*** Opening of Dataset records ***
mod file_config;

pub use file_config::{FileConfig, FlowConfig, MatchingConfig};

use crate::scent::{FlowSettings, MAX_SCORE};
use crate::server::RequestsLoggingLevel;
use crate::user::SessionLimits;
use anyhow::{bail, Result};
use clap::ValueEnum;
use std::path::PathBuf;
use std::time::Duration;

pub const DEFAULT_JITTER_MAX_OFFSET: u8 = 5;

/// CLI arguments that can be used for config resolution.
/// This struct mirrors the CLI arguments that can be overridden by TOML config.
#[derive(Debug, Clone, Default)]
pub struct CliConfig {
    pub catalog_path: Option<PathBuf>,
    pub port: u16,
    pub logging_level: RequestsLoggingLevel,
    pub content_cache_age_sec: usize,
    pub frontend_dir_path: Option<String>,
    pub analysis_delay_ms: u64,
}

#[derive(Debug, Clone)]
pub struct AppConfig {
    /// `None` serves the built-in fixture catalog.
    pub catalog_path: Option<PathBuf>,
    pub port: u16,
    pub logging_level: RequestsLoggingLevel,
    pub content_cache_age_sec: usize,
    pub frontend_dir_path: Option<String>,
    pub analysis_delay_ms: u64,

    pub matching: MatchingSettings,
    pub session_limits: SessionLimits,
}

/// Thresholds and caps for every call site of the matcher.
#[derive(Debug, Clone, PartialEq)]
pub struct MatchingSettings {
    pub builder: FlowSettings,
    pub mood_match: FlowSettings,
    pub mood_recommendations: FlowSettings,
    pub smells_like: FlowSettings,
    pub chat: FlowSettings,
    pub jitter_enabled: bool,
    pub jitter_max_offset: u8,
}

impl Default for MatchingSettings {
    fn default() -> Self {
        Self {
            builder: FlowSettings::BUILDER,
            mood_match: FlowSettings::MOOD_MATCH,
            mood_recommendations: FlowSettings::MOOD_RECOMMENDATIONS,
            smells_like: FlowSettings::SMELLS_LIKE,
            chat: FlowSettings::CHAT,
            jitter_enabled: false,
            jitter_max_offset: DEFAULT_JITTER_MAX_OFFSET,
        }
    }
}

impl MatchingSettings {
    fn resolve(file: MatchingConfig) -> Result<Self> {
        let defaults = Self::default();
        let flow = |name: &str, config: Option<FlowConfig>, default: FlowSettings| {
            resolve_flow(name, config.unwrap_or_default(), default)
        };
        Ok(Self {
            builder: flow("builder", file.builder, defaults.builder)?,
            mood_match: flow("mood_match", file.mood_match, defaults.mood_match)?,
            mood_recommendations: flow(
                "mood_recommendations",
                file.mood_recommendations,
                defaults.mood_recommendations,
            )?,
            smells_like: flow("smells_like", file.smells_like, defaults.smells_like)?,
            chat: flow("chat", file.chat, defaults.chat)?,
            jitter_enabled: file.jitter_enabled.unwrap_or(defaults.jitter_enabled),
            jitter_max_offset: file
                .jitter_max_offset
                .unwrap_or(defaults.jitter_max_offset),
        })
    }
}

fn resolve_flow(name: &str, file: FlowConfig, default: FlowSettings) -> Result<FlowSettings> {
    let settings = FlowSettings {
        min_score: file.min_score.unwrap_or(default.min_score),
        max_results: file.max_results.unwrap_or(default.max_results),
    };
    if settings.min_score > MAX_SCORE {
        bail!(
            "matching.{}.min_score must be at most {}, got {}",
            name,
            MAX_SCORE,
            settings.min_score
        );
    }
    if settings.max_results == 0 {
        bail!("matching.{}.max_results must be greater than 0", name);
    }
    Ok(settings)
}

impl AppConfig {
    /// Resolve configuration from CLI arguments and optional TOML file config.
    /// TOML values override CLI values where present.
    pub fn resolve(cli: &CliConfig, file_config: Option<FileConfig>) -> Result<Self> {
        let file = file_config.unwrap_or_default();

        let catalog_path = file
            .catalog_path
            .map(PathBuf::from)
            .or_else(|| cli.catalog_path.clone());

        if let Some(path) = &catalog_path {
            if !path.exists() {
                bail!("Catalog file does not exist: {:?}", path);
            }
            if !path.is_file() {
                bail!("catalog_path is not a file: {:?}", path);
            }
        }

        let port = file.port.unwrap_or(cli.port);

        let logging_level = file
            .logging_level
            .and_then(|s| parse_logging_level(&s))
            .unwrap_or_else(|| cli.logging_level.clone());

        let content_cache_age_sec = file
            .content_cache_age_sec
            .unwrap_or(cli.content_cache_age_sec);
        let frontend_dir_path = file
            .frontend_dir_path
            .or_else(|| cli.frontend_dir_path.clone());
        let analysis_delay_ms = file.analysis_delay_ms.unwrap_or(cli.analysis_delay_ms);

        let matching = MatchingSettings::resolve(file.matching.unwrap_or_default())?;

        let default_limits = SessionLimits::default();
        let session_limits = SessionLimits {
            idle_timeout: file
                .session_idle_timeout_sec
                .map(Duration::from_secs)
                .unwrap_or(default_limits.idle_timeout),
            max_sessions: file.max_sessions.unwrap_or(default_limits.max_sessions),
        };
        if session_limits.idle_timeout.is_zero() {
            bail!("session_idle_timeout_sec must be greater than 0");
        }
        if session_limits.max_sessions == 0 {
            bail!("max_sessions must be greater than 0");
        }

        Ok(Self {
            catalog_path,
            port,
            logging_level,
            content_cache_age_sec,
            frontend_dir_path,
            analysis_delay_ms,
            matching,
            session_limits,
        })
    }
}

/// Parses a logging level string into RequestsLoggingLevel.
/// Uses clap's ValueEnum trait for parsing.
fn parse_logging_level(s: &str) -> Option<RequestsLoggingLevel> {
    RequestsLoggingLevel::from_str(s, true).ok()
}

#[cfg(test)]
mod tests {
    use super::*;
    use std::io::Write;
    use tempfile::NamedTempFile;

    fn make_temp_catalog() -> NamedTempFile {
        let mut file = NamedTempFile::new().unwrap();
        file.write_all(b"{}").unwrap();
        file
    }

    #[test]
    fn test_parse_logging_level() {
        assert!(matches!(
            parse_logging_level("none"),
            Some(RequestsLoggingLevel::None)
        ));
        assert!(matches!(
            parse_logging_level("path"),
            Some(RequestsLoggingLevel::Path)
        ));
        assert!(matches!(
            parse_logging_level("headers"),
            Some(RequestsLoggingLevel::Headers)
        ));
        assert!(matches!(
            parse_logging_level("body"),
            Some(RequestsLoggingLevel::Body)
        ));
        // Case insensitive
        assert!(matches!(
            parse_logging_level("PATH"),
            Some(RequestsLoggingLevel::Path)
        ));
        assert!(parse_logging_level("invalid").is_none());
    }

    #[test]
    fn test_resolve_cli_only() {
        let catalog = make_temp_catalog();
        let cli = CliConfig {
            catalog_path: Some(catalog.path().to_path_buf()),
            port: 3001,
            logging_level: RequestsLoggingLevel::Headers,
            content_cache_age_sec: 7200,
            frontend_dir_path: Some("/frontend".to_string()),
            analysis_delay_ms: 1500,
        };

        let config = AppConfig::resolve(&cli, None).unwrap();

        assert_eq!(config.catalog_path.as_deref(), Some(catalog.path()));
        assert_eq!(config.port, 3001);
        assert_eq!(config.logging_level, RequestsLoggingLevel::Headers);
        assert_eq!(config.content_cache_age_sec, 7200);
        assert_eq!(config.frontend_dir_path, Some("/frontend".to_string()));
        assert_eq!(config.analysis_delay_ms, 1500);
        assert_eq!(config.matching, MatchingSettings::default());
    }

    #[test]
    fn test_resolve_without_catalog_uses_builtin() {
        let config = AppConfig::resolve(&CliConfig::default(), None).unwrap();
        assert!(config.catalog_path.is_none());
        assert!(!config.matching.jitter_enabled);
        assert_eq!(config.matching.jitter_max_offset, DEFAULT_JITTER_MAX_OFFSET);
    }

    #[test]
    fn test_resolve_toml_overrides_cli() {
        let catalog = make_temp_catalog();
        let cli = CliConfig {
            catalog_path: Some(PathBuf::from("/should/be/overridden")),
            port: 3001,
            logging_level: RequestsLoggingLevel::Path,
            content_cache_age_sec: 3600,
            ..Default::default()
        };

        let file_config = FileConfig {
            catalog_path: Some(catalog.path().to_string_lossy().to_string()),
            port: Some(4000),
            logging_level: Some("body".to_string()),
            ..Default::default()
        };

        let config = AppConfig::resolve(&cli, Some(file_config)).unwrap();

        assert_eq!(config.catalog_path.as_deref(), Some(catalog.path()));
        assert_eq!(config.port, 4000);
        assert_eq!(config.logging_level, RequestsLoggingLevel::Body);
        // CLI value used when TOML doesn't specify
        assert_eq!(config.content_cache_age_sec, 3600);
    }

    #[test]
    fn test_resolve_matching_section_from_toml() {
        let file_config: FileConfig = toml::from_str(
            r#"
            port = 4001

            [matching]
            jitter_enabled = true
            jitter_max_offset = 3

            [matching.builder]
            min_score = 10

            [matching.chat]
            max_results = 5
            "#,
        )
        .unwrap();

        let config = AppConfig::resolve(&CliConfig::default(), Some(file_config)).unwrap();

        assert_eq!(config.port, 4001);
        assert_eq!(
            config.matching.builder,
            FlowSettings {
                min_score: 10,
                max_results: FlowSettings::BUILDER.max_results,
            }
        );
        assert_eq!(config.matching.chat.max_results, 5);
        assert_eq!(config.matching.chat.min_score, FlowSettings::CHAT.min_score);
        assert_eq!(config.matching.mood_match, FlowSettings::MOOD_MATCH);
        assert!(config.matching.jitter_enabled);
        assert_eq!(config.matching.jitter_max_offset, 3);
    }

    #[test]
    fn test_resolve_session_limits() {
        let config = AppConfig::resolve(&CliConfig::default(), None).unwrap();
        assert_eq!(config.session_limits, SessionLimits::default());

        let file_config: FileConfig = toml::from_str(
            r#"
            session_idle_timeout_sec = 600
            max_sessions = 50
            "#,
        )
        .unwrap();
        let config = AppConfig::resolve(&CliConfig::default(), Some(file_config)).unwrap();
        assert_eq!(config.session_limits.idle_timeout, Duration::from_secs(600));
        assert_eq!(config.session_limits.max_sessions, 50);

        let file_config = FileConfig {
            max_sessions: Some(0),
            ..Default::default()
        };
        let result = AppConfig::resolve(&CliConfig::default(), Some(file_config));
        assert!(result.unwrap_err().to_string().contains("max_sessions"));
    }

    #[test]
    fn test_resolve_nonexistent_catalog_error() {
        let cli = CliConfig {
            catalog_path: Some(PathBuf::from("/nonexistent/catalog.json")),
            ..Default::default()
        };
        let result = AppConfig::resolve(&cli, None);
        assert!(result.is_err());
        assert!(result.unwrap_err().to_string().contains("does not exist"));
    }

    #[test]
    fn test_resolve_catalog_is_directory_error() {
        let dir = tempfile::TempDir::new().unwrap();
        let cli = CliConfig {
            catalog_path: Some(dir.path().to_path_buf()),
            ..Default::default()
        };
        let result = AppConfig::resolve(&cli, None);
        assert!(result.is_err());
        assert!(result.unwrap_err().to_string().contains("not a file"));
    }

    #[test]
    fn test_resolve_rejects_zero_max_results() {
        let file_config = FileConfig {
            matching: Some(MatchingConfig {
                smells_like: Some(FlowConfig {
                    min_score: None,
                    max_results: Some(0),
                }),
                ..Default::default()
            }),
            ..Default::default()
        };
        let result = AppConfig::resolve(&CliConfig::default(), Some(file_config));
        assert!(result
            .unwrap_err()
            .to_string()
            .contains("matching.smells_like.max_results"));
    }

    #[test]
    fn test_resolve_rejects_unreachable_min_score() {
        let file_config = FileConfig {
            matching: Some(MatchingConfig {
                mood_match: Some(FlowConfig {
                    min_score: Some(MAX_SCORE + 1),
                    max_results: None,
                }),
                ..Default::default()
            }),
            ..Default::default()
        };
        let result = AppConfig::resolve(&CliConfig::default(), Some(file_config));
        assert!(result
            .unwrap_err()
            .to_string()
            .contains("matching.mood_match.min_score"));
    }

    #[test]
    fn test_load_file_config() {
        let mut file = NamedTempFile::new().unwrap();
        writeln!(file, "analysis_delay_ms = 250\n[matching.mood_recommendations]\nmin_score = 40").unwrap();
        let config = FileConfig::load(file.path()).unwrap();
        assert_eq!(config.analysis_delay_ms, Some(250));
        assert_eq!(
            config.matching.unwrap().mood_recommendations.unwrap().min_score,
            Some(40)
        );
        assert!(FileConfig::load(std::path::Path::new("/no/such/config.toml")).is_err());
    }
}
*** Close of Dataset records ***
## What the exercise asks
State how many lines in the records above contain the word "than", and give only that number.

## Answer below
3